> **DATA SHOWN**
===
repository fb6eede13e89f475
use chrono::{DateTime, Utc};
use serde::{Deserialize, Serialize};
use thiserror::Error;

/// One historical observation in an indicator series
#[derive(Debug, Clone, Serialize, Deserialize)]
pub struct IndicatorObservation {
    pub fecha: DateTime<Utc>,
    pub valor: f64,
}

/// Response from GET /api/{code}
///
/// The series comes back newest first; `serie[0].valor` is the current rate
/// in CLP per unit of the indicator currency.
#[derive(Debug, Clone, Serialize, Deserialize)]
pub struct IndicatorResponse {
    pub codigo: String,
    pub nombre: String,
    pub unidad_medida: String,
    pub serie: Vec<IndicatorObservation>,
}

/// Error type for mindicador.cl API operations
#[derive(Debug, Clone, Error)]
pub enum ApiError {
    /// Non success-class HTTP status
    #[error("Error al obtener datos de la API: {status} {status_text}")]
    Http { status: u16, status_text: String },

    /// Transport-level failure (connectivity, DNS, TLS)
    #[error("Error de red: {0}")]
    Network(String),

    /// Body did not match the expected shape
    #[error("Respuesta inválida de la API: {0}")]
    Malformed(String),

    /// The series came back without observations
    #[error("La API no devolvió observaciones históricas")]
    EmptySeries,
}

#[cfg(test)]
mod tests {
    use super::*;

    const FIXTURE: &str = r#"{
        "version": "1.7.0",
        "autor": "mindicador.cl",
        "codigo": "dolar",
        "nombre": "Dólar observado",
        "unidad_medida": "Pesos",
        "serie": [
            { "fecha": "2024-01-05T03:00:00.000Z", "valor": 881.86 },
            { "fecha": "2024-01-04T03:00:00.000Z", "valor": 877.12 },
            { "fecha": "2024-01-03T03:00:00.000Z", "valor": 874.07 }
        ]
    }"#;

    #[test]
    fn test_deserialize_indicator_response() {
        let parsed: IndicatorResponse = serde_json::from_str(FIXTURE).expect("fixture should parse");
        assert_eq!(parsed.codigo, "dolar");
        assert_eq!(parsed.unidad_medida, "Pesos");
        assert_eq!(parsed.serie.len(), 3);
        // API order is newest first
        assert_eq!(parsed.serie[0].valor, 881.86);
        assert!(parsed.serie[0].fecha > parsed.serie[2].fecha);
    }

    #[test]
    fn test_missing_serie_is_rejected() {
        let body = r#"{ "codigo": "dolar", "nombre": "Dólar", "unidad_medida": "Pesos" }"#;
        assert!(serde_json::from_str::<IndicatorResponse>(body).is_err());
    }
}
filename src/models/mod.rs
//! Data models for conversion commands and services
//!
//! This module organizes the data transfer structs used across commands.
//! Each model represents the input/output of a service operation.

pub mod chart;
pub mod conversion;
pub mod currency;

// Re-export commonly used types for convenience
pub use chart::RatePoint;
pub use conversion::{ConversionOutcome, ConversionRequest, ConversionResult};
pub use currency::{find_currency, supported_currencies, CurrencySpec};
//! es-CL output formatting.
//!
//! The es-CL convention groups thousands with '.' and uses ',' as the
//! decimal separator; short dates are dd-mm-YYYY.

use crate::models::currency::CurrencySpec;
use chrono::NaiveDate;

/// Format an amount with the currency style of `spec`: symbol prefix plus
/// the es-CL numeric convention with two decimals.
pub fn format_currency(amount: f64, spec: &CurrencySpec) -> String {
    format!("{}{}", spec.symbol, format_es_cl(amount, 2))
}

/// es-CL numeric formatting with a fixed number of decimals
pub fn format_es_cl(value: f64, decimals: usize) -> String {
    let negative = value.is_sign_negative() && value != 0.0;
    let rendered = format!("{:.*}", decimals, value.abs());
    let (int_part, frac_part) = match rendered.split_once('.') {
        Some((i, f)) => (i, Some(f)),
        None => (rendered.as_str(), None),
    };

    let digits = int_part.len();
    let mut grouped = String::with_capacity(digits + digits / 3);
    for (idx, ch) in int_part.chars().enumerate() {
        if idx > 0 && (digits - idx) % 3 == 0 {
            grouped.push('.');
        }
        grouped.push(ch);
    }

    let mut out = String::new();
    if negative {
        out.push('-');
    }
    out.push_str(&grouped);
    if let Some(frac) = frac_part {
        out.push(',');
        out.push_str(frac);
    }
    out
}

/// es-CL short date, matching what the browser shows for that locale
pub fn format_date(date: NaiveDate) -> String {
    date.format("%d-%m-%Y").to_string()
}

#[cfg(test)]
mod tests {
    use super::*;
    use crate::models::currency::find_currency;

    #[test]
    fn test_currency_style_usd() {
        let usd = find_currency("dolar").unwrap();
        assert_eq!(format_currency(2.0, usd), "US$2,00");
    }

    #[test]
    fn test_currency_style_eur() {
        let eur = find_currency("euro").unwrap();
        assert_eq!(format_currency(1234.5, eur), "€1.234,50");
    }

    #[test]
    fn test_thousands_grouping() {
        assert_eq!(format_es_cl(1234567.891, 2), "1.234.567,89");
        assert_eq!(format_es_cl(1000.0, 2), "1.000,00");
        assert_eq!(format_es_cl(999.99, 2), "999,99");
    }

    #[test]
    fn test_no_decimals() {
        assert_eq!(format_es_cl(950.75, 0), "951");
    }

    #[test]
    fn test_short_date() {
        let date = NaiveDate::from_ymd_opt(2024, 1, 5).unwrap();
        assert_eq!(format_date(date), "05-01-2024");
    }
}
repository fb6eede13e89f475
pub mod errors;
pub mod format;
pub mod table;

pub use errors::ConversionError;
pub use table::Table;
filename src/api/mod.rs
pub mod mindicador;
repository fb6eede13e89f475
//! Chart data models

use chrono::NaiveDate;

/// A single observation on the exchange-rate history chart
#[derive(Debug, Clone, PartialEq)]
pub struct RatePoint {
    pub date: NaiveDate,
    pub value: f64,
}
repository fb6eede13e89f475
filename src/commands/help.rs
/// `help` — print command usage
pub fn execute() {
    println!("Comandos disponibles:");
    println!("  convert <monto> <moneda>   Convierte un monto en CLP (ej: convert 10000 dolar)");
    println!("  <monto> <moneda>           Atajo: una línea que empieza con un número se convierte");
    println!("  currencies                 Lista las monedas disponibles");
    println!("  help                       Muestra esta ayuda");
    println!("  quit                       Sale del programa");
    println!();
    println!("El resultado incluye un gráfico PNG con los últimos 10 días del indicador.");
}
use crate::models::currency::supported_currencies;
use crate::utils::Table;

/// `currencies` — list the supported target currencies
pub fn execute() {
    let mut table = Table::new(vec!["Código", "Moneda", "ISO", "Locale"]);
    for spec in supported_currencies() {
        table.add_row(vec![spec.api_code, spec.name, spec.display_code, spec.locale]);
    }

    println!("Monedas disponibles (monto base siempre en CLP):");
    print!("{}", table.render());
}
pub mod chart_service;
pub mod conversion_service;
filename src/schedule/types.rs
use std::fmt;
use serde::Serialize;

/// Availability of one player in one time slot, read from the cell color
#[derive(Debug, Clone, Copy, PartialEq, Eq, Hash, Default)]
pub enum AvailabilityState {
    Available,
    Tentative,
    Unavailable,
    #[default]
    Unknown,
}

impl AvailabilityState {
    pub fn as_str(&self) -> &'static str {
        match self {
            AvailabilityState::Available => "available",
            AvailabilityState::Tentative => "tentative",
            AvailabilityState::Unavailable => "unavailable",
            AvailabilityState::Unknown => "unknown",
        }
    }
}

/// One player row: a state per time slot, positionally aligned with the
/// grid's slot list
#[derive(Debug, Clone, PartialEq)]
pub struct PlayerRecord {
    pub name: String,
    pub states: Vec<AvailabilityState>,
}

impl PlayerRecord {
    pub fn state_at(&self, slot_index: usize) -> AvailabilityState {
        self.states.get(slot_index).copied().unwrap_or_default()
    }
}

/// A day section of the grid with the players listed under it
#[derive(Debug, Clone, PartialEq)]
pub struct Day {
    pub name: String,
    pub players: Vec<PlayerRecord>,
}

impl Day {
    pub fn new(name: &str) -> Self {
        Day {
            name: name.to_string(),
            players: Vec::new(),
        }
    }
}

/// Per-state player counts for one slot of one day
#[derive(Debug, Clone, Copy, Default, PartialEq, Eq, Serialize)]
pub struct SlotTally {
    pub available: usize,
    pub tentative: usize,
    pub unavailable: usize,
    pub unknown: usize,
}

impl SlotTally {
    pub fn record(&mut self, state: AvailabilityState) {
        match state {
            AvailabilityState::Available => self.available += 1,
            AvailabilityState::Tentative => self.tentative += 1,
            AvailabilityState::Unavailable => self.unavailable += 1,
            AvailabilityState::Unknown => self.unknown += 1,
        }
    }

    pub fn total(&self) -> usize {
        self.available + self.tentative + self.unavailable + self.unknown
    }
}

/// Why a slot made it into the digest
#[derive(Debug, Clone, Copy, PartialEq, Eq, Serialize)]
#[serde(tag = "kind", rename_all = "snake_case")]
pub enum Qualification {
    /// Every player of the day is available
    AllAvailable,
    /// Exactly two available and one tentative
    Possible { total: usize },
}

impl fmt::Display for Qualification {
    fn fmt(&self, f: &mut fmt::Formatter<'_>) -> fmt::Result {
        match self {
            Qualification::AllAvailable => write!(f, "✅ Grane!"),
            Qualification::Possible { total } => {
                write!(f, "⚠️ Możliwe granie? (2/{}, 1 być może)", total)
            }
        }
    }
}

/// Tally and verdict for one slot of one day
#[derive(Debug, Clone, PartialEq, Serialize)]
pub struct SlotOutcome {
    pub slot: String,
    pub tally: SlotTally,
    pub qualification: Option<Qualification>,
}

/// A maximal run of consecutive slots sharing one qualification
#[derive(Debug, Clone, PartialEq, Serialize)]
pub struct CompressedRange {
    pub start: String,
    pub end: String,
    pub qualification: Qualification,
}

impl CompressedRange {
    pub fn is_single_slot(&self) -> bool {
        self.start == self.end
    }
}

#[derive(Debug, Clone, PartialEq, Serialize)]
pub struct DaySummary {
    pub day: String,
    pub players: usize,
    pub slots: Vec<SlotOutcome>,
    pub ranges: Vec<CompressedRange>,
}

/// Everything derived from one grid snapshot
#[derive(Debug, Clone, Default, PartialEq, Serialize)]
pub struct WeekReport {
    pub slots: Vec<String>,
    pub days: Vec<DaySummary>,
}

impl WeekReport {
    /// Rendered digest, `None` when no day has a qualifying slot
    pub fn digest(&self) -> Option<String> {
        crate::display::format_digest(&self.days)
    }
}
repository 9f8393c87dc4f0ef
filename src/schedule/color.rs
use crate::grid::Color;
use super::types::AvailabilityState;

/// Reference colors, in tie-breaking order
pub const REFERENCE_COLORS: [(AvailabilityState, Color); 4] = [
    (AvailabilityState::Available, Color::new(0.0, 1.0, 0.0)),
    (AvailabilityState::Tentative, Color::new(1.0, 1.0, 0.0)),
    (AvailabilityState::Unavailable, Color::new(1.0, 0.0, 0.0)),
    (AvailabilityState::Unknown, Color::WHITE),
];

/// Maps a cell background to the state of the nearest reference color.
/// Ties go to the earlier reference; NaN channels fall through to `Unknown`.
pub fn classify(color: &Color) -> AvailabilityState {
    let mut best = AvailabilityState::Unknown;
    let mut min_distance = f64::INFINITY;

    for (state, reference) in &REFERENCE_COLORS {
        let distance = color.distance(reference);
        if distance < min_distance {
            min_distance = distance;
            best = *state;
        }
    }

    tracing::trace!(?color, state = best.as_str(), distance = min_distance, "classified cell color");
    best
}

#[cfg(test)]
mod tests {
    use super::*;

    #[test]
    fn reference_colors_classify_to_their_own_state() {
        for (state, reference) in &REFERENCE_COLORS {
            assert_eq!(classify(reference), *state);
        }
    }

    #[test]
    fn default_color_is_unknown() {
        assert_eq!(classify(&Color::default()), AvailabilityState::Unknown);
    }

    #[test]
    fn saturated_shades_snap_to_nearest_reference() {
        assert_eq!(classify(&Color::new(0.2, 0.8, 0.2)), AvailabilityState::Available);
        assert_eq!(classify(&Color::new(0.95, 0.9, 0.1)), AvailabilityState::Tentative);
        assert_eq!(classify(&Color::new(0.9, 0.2, 0.15)), AvailabilityState::Unavailable);
        assert_eq!(classify(&Color::new(0.95, 0.95, 0.95)), AvailabilityState::Unknown);
    }

    #[test]
    fn equidistant_color_prefers_earlier_reference() {
        // halfway between green and yellow
        assert_eq!(classify(&Color::new(0.5, 1.0, 0.0)), AvailabilityState::Available);
        // halfway between yellow and red
        assert_eq!(classify(&Color::new(1.0, 0.5, 0.0)), AvailabilityState::Tentative);
    }

    #[test]
    fn out_of_range_and_degenerate_channels_still_classify() {
        let inputs = [
            Color::new(-3.0, 7.5, 0.2),
            Color::new(0.0, 0.0, 0.0),
            Color::new(f64::NAN, 0.0, 0.0),
            Color::new(f64::INFINITY, 1.0, 1.0),
        ];
        for color in &inputs {
            let first = classify(color);
            assert_eq!(classify(color), first);
        }
        assert_eq!(classify(&Color::new(f64::NAN, 1.0, 1.0)), AvailabilityState::Unknown);
    }
}
use std::path::{Path, PathBuf};
use reqwest::Url;

use crate::error::AppError;

pub const DEFAULT_RANGE: &str = "Week_40!A6:Q39";
pub const DEFAULT_ADMIN_PASSWORD: &str = "admin123";
pub const DEFAULT_CREDENTIALS_FILE: &str = "service_account.json";
pub const DOTENV_FILE: &str = ".env";

/// Where to read the week grid from
#[derive(Debug, Clone, PartialEq)]
pub enum GridLocation {
    Sheets(SheetsSettings),
    File(PathBuf),
}

#[derive(Debug, Clone, PartialEq)]
pub struct SheetsSettings {
    pub spreadsheet_id: String,
    pub range: String,
    /// Service-account key used when no token or API key is given
    pub credentials_file: PathBuf,
    pub access_token: Option<String>,
    pub api_key: Option<String>,
}

/// Process configuration, built once at startup and passed by reference
#[derive(Debug, Clone)]
pub struct Config {
    grid: Option<GridLocation>,
    pub webhook_url: Option<Url>,
    pub admin_password: String,
}

impl Config {
    pub fn from_env() -> Result<Self, AppError> {
        Self::from_lookup(|key| std::env::var(key).ok())
    }

    /// Builds the config from any key lookup; empty values count as unset
    pub fn from_lookup<F>(lookup: F) -> Result<Self, AppError>
    where
        F: Fn(&str) -> Option<String>,
    {
        let get = |key: &str| {
            lookup(key)
                .map(|value| value.trim().to_string())
                .filter(|value| !value.is_empty())
        };

        let grid = if let Some(path) = get("GRID_FILE") {
            Some(GridLocation::File(PathBuf::from(path)))
        } else {
            get("SPREADSHEET_ID").map(|spreadsheet_id| {
                GridLocation::Sheets(SheetsSettings {
                    spreadsheet_id,
                    range: get("RANGE").unwrap_or_else(|| DEFAULT_RANGE.to_string()),
                    credentials_file: PathBuf::from(
                        get("GOOGLE_APPLICATION_CREDENTIALS")
                            .unwrap_or_else(|| DEFAULT_CREDENTIALS_FILE.to_string()),
                    ),
                    access_token: get("GOOGLE_ACCESS_TOKEN"),
                    api_key: get("GOOGLE_API_KEY"),
                })
            })
        };

        let webhook_url = get("WEBHOOK_URL")
            .map(|raw| {
                Url::parse(&raw).map_err(|e| AppError::InvalidConfig {
                    key: "WEBHOOK_URL",
                    message: e.to_string(),
                })
            })
            .transpose()?;

        Ok(Config {
            grid,
            webhook_url,
            admin_password: get("ADMIN_PASSWORD")
                .unwrap_or_else(|| DEFAULT_ADMIN_PASSWORD.to_string()),
        })
    }

    /// The configured grid location; the spreadsheet id is required unless a
    /// grid file is given
    pub fn grid_location(&self) -> Result<&GridLocation, AppError> {
        self.grid.as_ref().ok_or(AppError::MissingConfig("SPREADSHEET_ID"))
    }
}

/// Loads a dotenv file into the process environment. Variables that are
/// already set keep their values; a missing file is not an error.
pub fn load_env_file(path: &Path) -> Result<bool, AppError> {
    match dotenvy::from_path(path) {
        Ok(()) => Ok(true),
        Err(e) if e.not_found() => Ok(false),
        Err(e) => Err(AppError::EnvFile {
            path: path.display().to_string(),
            message: e.to_string(),
        }),
    }
}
===
Say how many lines of the material contain the word "parsed", with no other text.

6